(Dataset entries)
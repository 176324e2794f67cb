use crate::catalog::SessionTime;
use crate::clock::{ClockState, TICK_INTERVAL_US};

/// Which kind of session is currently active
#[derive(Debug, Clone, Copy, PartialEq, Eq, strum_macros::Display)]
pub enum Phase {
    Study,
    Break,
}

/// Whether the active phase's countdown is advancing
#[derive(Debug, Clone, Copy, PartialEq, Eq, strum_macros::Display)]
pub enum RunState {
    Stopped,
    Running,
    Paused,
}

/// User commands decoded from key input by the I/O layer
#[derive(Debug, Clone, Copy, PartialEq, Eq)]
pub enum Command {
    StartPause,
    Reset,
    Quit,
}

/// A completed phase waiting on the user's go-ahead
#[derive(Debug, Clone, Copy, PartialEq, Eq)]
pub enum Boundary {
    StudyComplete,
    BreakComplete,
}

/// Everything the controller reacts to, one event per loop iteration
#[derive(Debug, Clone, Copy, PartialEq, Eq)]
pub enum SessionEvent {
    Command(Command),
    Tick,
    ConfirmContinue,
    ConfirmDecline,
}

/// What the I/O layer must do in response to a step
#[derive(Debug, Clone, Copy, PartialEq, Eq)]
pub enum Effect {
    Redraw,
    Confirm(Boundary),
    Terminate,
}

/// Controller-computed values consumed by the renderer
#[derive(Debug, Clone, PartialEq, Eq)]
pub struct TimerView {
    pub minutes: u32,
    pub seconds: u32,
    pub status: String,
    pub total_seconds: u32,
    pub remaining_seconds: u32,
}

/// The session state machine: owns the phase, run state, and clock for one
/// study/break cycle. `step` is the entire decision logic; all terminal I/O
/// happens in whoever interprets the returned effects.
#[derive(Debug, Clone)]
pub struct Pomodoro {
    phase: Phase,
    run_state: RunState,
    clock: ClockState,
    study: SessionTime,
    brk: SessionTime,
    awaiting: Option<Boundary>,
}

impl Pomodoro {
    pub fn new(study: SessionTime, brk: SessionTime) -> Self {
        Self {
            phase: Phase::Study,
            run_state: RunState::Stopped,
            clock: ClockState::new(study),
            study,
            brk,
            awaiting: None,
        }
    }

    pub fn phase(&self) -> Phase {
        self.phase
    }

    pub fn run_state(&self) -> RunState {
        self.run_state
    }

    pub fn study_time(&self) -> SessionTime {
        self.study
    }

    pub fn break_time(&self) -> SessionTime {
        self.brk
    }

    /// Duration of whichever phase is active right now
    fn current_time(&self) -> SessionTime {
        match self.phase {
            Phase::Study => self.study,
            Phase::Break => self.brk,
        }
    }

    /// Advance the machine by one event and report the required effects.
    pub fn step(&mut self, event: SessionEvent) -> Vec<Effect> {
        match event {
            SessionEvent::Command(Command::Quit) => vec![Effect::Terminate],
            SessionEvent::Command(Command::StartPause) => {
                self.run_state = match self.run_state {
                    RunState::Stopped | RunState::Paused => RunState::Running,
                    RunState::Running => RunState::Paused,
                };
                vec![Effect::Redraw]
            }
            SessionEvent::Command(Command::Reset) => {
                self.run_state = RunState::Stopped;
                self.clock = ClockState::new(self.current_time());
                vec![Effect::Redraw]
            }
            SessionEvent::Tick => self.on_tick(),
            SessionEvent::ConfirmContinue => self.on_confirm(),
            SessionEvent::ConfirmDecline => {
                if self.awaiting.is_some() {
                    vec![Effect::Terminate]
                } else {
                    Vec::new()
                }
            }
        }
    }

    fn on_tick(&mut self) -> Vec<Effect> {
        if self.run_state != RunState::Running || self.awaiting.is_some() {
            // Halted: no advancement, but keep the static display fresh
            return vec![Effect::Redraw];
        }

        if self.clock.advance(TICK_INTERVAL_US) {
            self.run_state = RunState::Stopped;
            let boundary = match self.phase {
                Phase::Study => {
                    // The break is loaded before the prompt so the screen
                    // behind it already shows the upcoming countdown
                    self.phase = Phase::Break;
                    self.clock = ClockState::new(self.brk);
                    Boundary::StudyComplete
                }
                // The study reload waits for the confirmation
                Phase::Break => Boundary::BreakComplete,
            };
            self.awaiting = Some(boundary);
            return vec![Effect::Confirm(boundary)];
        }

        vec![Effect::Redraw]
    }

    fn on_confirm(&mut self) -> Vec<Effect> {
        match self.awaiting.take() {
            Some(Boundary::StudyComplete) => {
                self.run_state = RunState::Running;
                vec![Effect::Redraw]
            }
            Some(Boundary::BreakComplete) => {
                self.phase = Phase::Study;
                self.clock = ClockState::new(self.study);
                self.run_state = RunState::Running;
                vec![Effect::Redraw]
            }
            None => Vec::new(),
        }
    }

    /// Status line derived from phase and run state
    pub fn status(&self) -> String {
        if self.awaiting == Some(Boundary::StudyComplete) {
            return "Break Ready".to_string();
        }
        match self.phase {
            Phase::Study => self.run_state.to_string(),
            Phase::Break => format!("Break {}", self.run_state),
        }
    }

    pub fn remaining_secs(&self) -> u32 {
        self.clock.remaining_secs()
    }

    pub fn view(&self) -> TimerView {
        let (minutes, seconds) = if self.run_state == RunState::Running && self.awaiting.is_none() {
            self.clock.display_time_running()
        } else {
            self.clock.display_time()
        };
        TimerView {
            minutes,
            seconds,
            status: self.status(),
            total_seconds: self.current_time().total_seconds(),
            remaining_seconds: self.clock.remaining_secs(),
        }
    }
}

§ **Problem statement**
Transcribe each entry verbatim, leaving none out.

§ **Output of the task**
repository 176324e2794f67cb
use crate::catalog::SessionTime;
use crate::clock::{ClockState, TICK_INTERVAL_US};

/// Which kind of session is currently active
#[derive(Debug, Clone, Copy, PartialEq, Eq, strum_macros::Display)]
pub enum Phase {
    Study,
    Break,
}

/// Whether the active phase's countdown is advancing
#[derive(Debug, Clone, Copy, PartialEq, Eq, strum_macros::Display)]
pub enum RunState {
    Stopped,
    Running,
    Paused,
}

/// User commands decoded from key input by the I/O layer
#[derive(Debug, Clone, Copy, PartialEq, Eq)]
pub enum Command {
    StartPause,
    Reset,
    Quit,
}

/// A completed phase waiting on the user's go-ahead
#[derive(Debug, Clone, Copy, PartialEq, Eq)]
pub enum Boundary {
    StudyComplete,
    BreakComplete,
}

/// Everything the controller reacts to, one event per loop iteration
#[derive(Debug, Clone, Copy, PartialEq, Eq)]
pub enum SessionEvent {
    Command(Command),
    Tick,
    ConfirmContinue,
    ConfirmDecline,
}

/// What the I/O layer must do in response to a step
#[derive(Debug, Clone, Copy, PartialEq, Eq)]
pub enum Effect {
    Redraw,
    Confirm(Boundary),
    Terminate,
}

/// Controller-computed values consumed by the renderer
#[derive(Debug, Clone, PartialEq, Eq)]
pub struct TimerView {
    pub minutes: u32,
    pub seconds: u32,
    pub status: String,
    pub total_seconds: u32,
    pub remaining_seconds: u32,
}

/// The session state machine: owns the phase, run state, and clock for one
/// study/break cycle. `step` is the entire decision logic; all terminal I/O
/// happens in whoever interprets the returned effects.
#[derive(Debug, Clone)]
pub struct Pomodoro {
    phase: Phase,
    run_state: RunState,
    clock: ClockState,
    study: SessionTime,
    brk: SessionTime,
    awaiting: Option<Boundary>,
}

impl Pomodoro {
    pub fn new(study: SessionTime, brk: SessionTime) -> Self {
        Self {
            phase: Phase::Study,
            run_state: RunState::Stopped,
            clock: ClockState::new(study),
            study,
            brk,
            awaiting: None,
        }
    }

    pub fn phase(&self) -> Phase {
        self.phase
    }

    pub fn run_state(&self) -> RunState {
        self.run_state
    }

    pub fn study_time(&self) -> SessionTime {
        self.study
    }

    pub fn break_time(&self) -> SessionTime {
        self.brk
    }

    /// Duration of whichever phase is active right now
    fn current_time(&self) -> SessionTime {
        match self.phase {
            Phase::Study => self.study,
            Phase::Break => self.brk,
        }
    }

    /// Advance the machine by one event and report the required effects.
    pub fn step(&mut self, event: SessionEvent) -> Vec<Effect> {
        match event {
            SessionEvent::Command(Command::Quit) => vec![Effect::Terminate],
            SessionEvent::Command(Command::StartPause) => {
                self.run_state = match self.run_state {
                    RunState::Stopped | RunState::Paused => RunState::Running,
                    RunState::Running => RunState::Paused,
                };
                vec![Effect::Redraw]
            }
            SessionEvent::Command(Command::Reset) => {
                self.run_state = RunState::Stopped;
                self.clock = ClockState::new(self.current_time());
                vec![Effect::Redraw]
            }
            SessionEvent::Tick => self.on_tick(),
            SessionEvent::ConfirmContinue => self.on_confirm(),
            SessionEvent::ConfirmDecline => {
                if self.awaiting.is_some() {
                    vec![Effect::Terminate]
                } else {
                    Vec::new()
                }
            }
        }
    }

    fn on_tick(&mut self) -> Vec<Effect> {
        if self.run_state != RunState::Running || self.awaiting.is_some() {
            // Halted: no advancement, but keep the static display fresh
            return vec![Effect::Redraw];
        }

        if self.clock.advance(TICK_INTERVAL_US) {
            self.run_state = RunState::Stopped;
            let boundary = match self.phase {
                Phase::Study => {
                    // The break is loaded before the prompt so the screen
                    // behind it already shows the upcoming countdown
                    self.phase = Phase::Break;
                    self.clock = ClockState::new(self.brk);
                    Boundary::StudyComplete
                }
                // The study reload waits for the confirmation
                Phase::Break => Boundary::BreakComplete,
            };
            self.awaiting = Some(boundary);
            return vec![Effect::Confirm(boundary)];
        }

        vec![Effect::Redraw]
    }

    fn on_confirm(&mut self) -> Vec<Effect> {
        match self.awaiting.take() {
            Some(Boundary::StudyComplete) => {
                self.run_state = RunState::Running;
                vec![Effect::Redraw]
            }
            Some(Boundary::BreakComplete) => {
                self.phase = Phase::Study;
                self.clock = ClockState::new(self.study);
                self.run_state = RunState::Running;
                vec![Effect::Redraw]
            }
            None => Vec::new(),
        }
    }

    /// Status line derived from phase and run state
    pub fn status(&self) -> String {
        if self.awaiting == Some(Boundary::StudyComplete) {
            return "Break Ready".to_string();
        }
        match self.phase {
            Phase::Study => self.run_state.to_string(),
            Phase::Break => format!("Break {}", self.run_state),
        }
    }

    pub fn remaining_secs(&self) -> u32 {
        self.clock.remaining_secs()
    }

    pub fn view(&self) -> TimerView {
        let (minutes, seconds) = if self.run_state == RunState::Running && self.awaiting.is_none() {
            self.clock.display_time_running()
        } else {
            self.clock.display_time()
        };
        TimerView {
            minutes,
            seconds,
            status: self.status(),
            total_seconds: self.current_time().total_seconds(),
            remaining_seconds: self.clock.remaining_secs(),
        }
    }
}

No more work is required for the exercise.